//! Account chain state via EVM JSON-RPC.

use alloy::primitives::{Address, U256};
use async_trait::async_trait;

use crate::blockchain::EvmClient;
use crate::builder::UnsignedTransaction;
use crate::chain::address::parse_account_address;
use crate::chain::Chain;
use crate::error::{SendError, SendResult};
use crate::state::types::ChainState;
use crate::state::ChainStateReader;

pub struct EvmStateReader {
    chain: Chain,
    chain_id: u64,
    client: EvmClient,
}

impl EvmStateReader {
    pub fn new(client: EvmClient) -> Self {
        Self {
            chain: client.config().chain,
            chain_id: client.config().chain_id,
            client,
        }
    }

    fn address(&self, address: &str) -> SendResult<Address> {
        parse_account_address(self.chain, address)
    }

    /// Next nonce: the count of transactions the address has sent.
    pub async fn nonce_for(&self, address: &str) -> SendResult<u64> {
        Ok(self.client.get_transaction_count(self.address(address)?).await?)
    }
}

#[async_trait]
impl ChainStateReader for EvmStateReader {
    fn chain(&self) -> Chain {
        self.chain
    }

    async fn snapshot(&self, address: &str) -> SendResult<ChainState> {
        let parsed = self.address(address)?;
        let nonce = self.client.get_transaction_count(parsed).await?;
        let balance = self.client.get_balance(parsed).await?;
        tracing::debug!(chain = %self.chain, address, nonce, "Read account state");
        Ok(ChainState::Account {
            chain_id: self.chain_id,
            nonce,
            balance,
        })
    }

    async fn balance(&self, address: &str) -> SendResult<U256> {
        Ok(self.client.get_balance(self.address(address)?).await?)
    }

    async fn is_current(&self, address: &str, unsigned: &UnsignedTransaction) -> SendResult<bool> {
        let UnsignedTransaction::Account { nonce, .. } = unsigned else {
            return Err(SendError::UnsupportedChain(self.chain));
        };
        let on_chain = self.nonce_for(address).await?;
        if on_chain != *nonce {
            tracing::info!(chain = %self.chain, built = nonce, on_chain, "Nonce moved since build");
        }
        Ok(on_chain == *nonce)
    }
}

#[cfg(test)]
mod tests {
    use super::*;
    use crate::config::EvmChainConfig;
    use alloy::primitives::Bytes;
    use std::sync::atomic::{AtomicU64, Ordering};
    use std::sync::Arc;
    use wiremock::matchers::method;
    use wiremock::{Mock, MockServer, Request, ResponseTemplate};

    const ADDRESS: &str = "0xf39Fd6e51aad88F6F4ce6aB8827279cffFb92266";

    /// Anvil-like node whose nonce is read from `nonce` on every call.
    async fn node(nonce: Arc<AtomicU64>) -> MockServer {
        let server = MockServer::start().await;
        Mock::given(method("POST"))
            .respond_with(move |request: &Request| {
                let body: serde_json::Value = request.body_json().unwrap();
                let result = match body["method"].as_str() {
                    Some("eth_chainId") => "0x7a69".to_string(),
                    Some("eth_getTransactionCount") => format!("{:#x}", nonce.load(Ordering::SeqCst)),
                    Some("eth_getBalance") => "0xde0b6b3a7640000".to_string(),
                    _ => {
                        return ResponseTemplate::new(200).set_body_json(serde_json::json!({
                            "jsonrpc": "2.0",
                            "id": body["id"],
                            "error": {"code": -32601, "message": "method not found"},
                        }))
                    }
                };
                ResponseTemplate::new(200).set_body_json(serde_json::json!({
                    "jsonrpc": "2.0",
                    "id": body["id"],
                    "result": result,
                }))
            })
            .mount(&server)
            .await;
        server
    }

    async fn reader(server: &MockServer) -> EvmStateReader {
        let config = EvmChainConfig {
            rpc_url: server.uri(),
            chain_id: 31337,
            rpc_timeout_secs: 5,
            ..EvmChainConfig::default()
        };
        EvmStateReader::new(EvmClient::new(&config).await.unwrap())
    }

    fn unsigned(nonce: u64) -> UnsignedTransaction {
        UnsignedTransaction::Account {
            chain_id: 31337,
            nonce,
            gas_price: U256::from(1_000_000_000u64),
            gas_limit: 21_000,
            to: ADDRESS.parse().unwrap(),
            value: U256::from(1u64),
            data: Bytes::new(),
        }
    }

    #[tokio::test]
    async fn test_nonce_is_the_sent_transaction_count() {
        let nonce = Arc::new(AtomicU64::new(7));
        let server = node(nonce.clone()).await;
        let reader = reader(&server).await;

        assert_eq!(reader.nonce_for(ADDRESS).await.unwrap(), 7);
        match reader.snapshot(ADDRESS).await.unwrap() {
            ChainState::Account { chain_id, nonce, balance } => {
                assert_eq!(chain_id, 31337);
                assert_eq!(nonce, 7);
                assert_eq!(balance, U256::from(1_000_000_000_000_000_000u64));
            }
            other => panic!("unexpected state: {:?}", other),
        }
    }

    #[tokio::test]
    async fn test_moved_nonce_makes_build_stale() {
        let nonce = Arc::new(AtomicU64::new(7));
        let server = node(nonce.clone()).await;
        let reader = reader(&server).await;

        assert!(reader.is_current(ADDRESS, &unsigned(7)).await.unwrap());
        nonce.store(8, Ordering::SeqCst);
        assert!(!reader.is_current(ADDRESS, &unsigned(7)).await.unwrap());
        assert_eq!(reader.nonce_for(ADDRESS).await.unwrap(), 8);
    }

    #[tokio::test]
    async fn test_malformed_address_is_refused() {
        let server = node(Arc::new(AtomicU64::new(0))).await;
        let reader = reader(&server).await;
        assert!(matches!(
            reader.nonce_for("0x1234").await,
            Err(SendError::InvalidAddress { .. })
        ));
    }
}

* [PROBLEM TO WORK ON]: Go through the entries above and pull out each line with "method" in it.

* [SOLUTION]:
    use wiremock::matchers::method;
        Mock::given(method("POST"))
                let result = match body["method"].as_str() {
                            "error": {"code": -32601, "message": "method not found"},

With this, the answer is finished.